BEGIN Data for this task
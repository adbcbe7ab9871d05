//! Bounded execution of external commands.
//!
//! Probes call [`CommandRunner::run`] unconditionally: every fault (missing
//! binary, spawn failure, timeout) comes back as a failed [`CommandOutcome`]
//! rather than an error.

use async_trait::async_trait;
use std::process::{Output, Stdio};
use std::time::Duration;
use thiserror::Error;
use tokio::process::Command;
use tracing::{debug, info};

#[derive(Error, Debug)]
pub enum CommandError {
    #[error("empty command line")]
    EmptyCommand,

    #[error("failed to run `{program}`: {source}")]
    Spawn {
        program: String,
        #[source]
        source: std::io::Error,
    },

    #[error("`{program}` timed out after {timeout:?}")]
    TimedOut { program: String, timeout: Duration },
}

#[derive(Debug, Clone, PartialEq, Eq)]
pub struct CommandOutcome {
    pub succeeded: bool,
    pub output: String,
}

impl CommandOutcome {
    pub fn success(output: impl Into<String>) -> Self {
        Self {
            succeeded: true,
            output: output.into(),
        }
    }

    pub fn failure(output: impl Into<String>) -> Self {
        Self {
            succeeded: false,
            output: output.into(),
        }
    }

    fn from_output(output: &Output) -> Self {
        let stdout = String::from_utf8_lossy(&output.stdout);
        let stderr = String::from_utf8_lossy(&output.stderr);
        let stdout = stdout.trim();

        let text = if stdout.is_empty() {
            stderr.trim().to_string()
        } else {
            stdout.to_string()
        };

        Self {
            succeeded: output.status.success(),
            output: text,
        }
    }
}

impl From<Result<Output, CommandError>> for CommandOutcome {
    fn from(result: Result<Output, CommandError>) -> Self {
        match result {
            Ok(output) => CommandOutcome::from_output(&output),
            Err(e) => CommandOutcome::failure(e.to_string()),
        }
    }
}

#[async_trait]
pub trait CommandRunner: Send + Sync {
    async fn run(&self, argv: &[String], timeout: Duration) -> CommandOutcome;
}

/// Spawns real processes through tokio.
#[derive(Debug, Default, Clone, Copy)]
pub struct SystemCommandRunner;

impl SystemCommandRunner {
    pub fn new() -> Self {
        Self
    }

    async fn execute(argv: &[String], timeout: Duration) -> Result<Output, CommandError> {
        let (program, args) = argv.split_first().ok_or(CommandError::EmptyCommand)?;

        debug!("Executing `{}` with timeout {:?}", argv.join(" "), timeout);

        let mut cmd = Command::new(program);
        cmd.args(args)
            .stdin(Stdio::null())
            .stdout(Stdio::piped())
            .stderr(Stdio::piped())
            .kill_on_drop(true);

        // Dropping the output future on timeout kills and reaps the child.
        match tokio::time::timeout(timeout, cmd.output()).await {
            Ok(Ok(output)) => Ok(output),
            Ok(Err(source)) => Err(CommandError::Spawn {
                program: program.clone(),
                source,
            }),
            Err(_) => Err(CommandError::TimedOut {
                program: program.clone(),
                timeout,
            }),
        }
    }
}

#[async_trait]
impl CommandRunner for SystemCommandRunner {
    async fn run(&self, argv: &[String], timeout: Duration) -> CommandOutcome {
        let result = Self::execute(argv, timeout).await;

        match &result {
            Ok(output) => debug!(
                "Command `{}` exited with {:?}",
                argv.join(" "),
                output.status.code()
            ),
            Err(e @ CommandError::TimedOut { .. }) => info!("{}", e),
            Err(e) => debug!("{}", e),
        }

        result.into()
    }
}

/// Builds an owned argv from string slices.
pub fn argv<I, S>(parts: I) -> Vec<String>
where
    I: IntoIterator<Item = S>,
    S: Into<String>,
{
    parts.into_iter().map(Into::into).collect()
}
END Data for this task
An exact copy of all the records is the only acceptable answer.

repository adbcbe7ab9871d05
//! Bounded execution of external commands.
//!
//! Probes call [`CommandRunner::run`] unconditionally: every fault (missing
//! binary, spawn failure, timeout) comes back as a failed [`CommandOutcome`]
//! rather than an error.

use async_trait::async_trait;
use std::process::{Output, Stdio};
use std::time::Duration;
use thiserror::Error;
use tokio::process::Command;
use tracing::{debug, info};

#[derive(Error, Debug)]
pub enum CommandError {
    #[error("empty command line")]
    EmptyCommand,

    #[error("failed to run `{program}`: {source}")]
    Spawn {
        program: String,
        #[source]
        source: std::io::Error,
    },

    #[error("`{program}` timed out after {timeout:?}")]
    TimedOut { program: String, timeout: Duration },
}

#[derive(Debug, Clone, PartialEq, Eq)]
pub struct CommandOutcome {
    pub succeeded: bool,
    pub output: String,
}

impl CommandOutcome {
    pub fn success(output: impl Into<String>) -> Self {
        Self {
            succeeded: true,
            output: output.into(),
        }
    }

    pub fn failure(output: impl Into<String>) -> Self {
        Self {
            succeeded: false,
            output: output.into(),
        }
    }

    fn from_output(output: &Output) -> Self {
        let stdout = String::from_utf8_lossy(&output.stdout);
        let stderr = String::from_utf8_lossy(&output.stderr);
        let stdout = stdout.trim();

        let text = if stdout.is_empty() {
            stderr.trim().to_string()
        } else {
            stdout.to_string()
        };

        Self {
            succeeded: output.status.success(),
            output: text,
        }
    }
}

impl From<Result<Output, CommandError>> for CommandOutcome {
    fn from(result: Result<Output, CommandError>) -> Self {
        match result {
            Ok(output) => CommandOutcome::from_output(&output),
            Err(e) => CommandOutcome::failure(e.to_string()),
        }
    }
}

#[async_trait]
pub trait CommandRunner: Send + Sync {
    async fn run(&self, argv: &[String], timeout: Duration) -> CommandOutcome;
}

/// Spawns real processes through tokio.
#[derive(Debug, Default, Clone, Copy)]
pub struct SystemCommandRunner;

impl SystemCommandRunner {
    pub fn new() -> Self {
        Self
    }

    async fn execute(argv: &[String], timeout: Duration) -> Result<Output, CommandError> {
        let (program, args) = argv.split_first().ok_or(CommandError::EmptyCommand)?;

        debug!("Executing `{}` with timeout {:?}", argv.join(" "), timeout);

        let mut cmd = Command::new(program);
        cmd.args(args)
            .stdin(Stdio::null())
            .stdout(Stdio::piped())
            .stderr(Stdio::piped())
            .kill_on_drop(true);

        // Dropping the output future on timeout kills and reaps the child.
        match tokio::time::timeout(timeout, cmd.output()).await {
            Ok(Ok(output)) => Ok(output),
            Ok(Err(source)) => Err(CommandError::Spawn {
                program: program.clone(),
                source,
            }),
            Err(_) => Err(CommandError::TimedOut {
                program: program.clone(),
                timeout,
            }),
        }
    }
}

#[async_trait]
impl CommandRunner for SystemCommandRunner {
    async fn run(&self, argv: &[String], timeout: Duration) -> CommandOutcome {
        let result = Self::execute(argv, timeout).await;

        match &result {
            Ok(output) => debug!(
                "Command `{}` exited with {:?}",
                argv.join(" "),
                output.status.code()
            ),
            Err(e @ CommandError::TimedOut { .. }) => info!("{}", e),
            Err(e) => debug!("{}", e),
        }

        result.into()
    }
}

/// Builds an owned argv from string slices.
pub fn argv<I, S>(parts: I) -> Vec<String>
where
    I: IntoIterator<Item = S>,
    S: Into<String>,
{
    parts.into_iter().map(Into::into).collect()
}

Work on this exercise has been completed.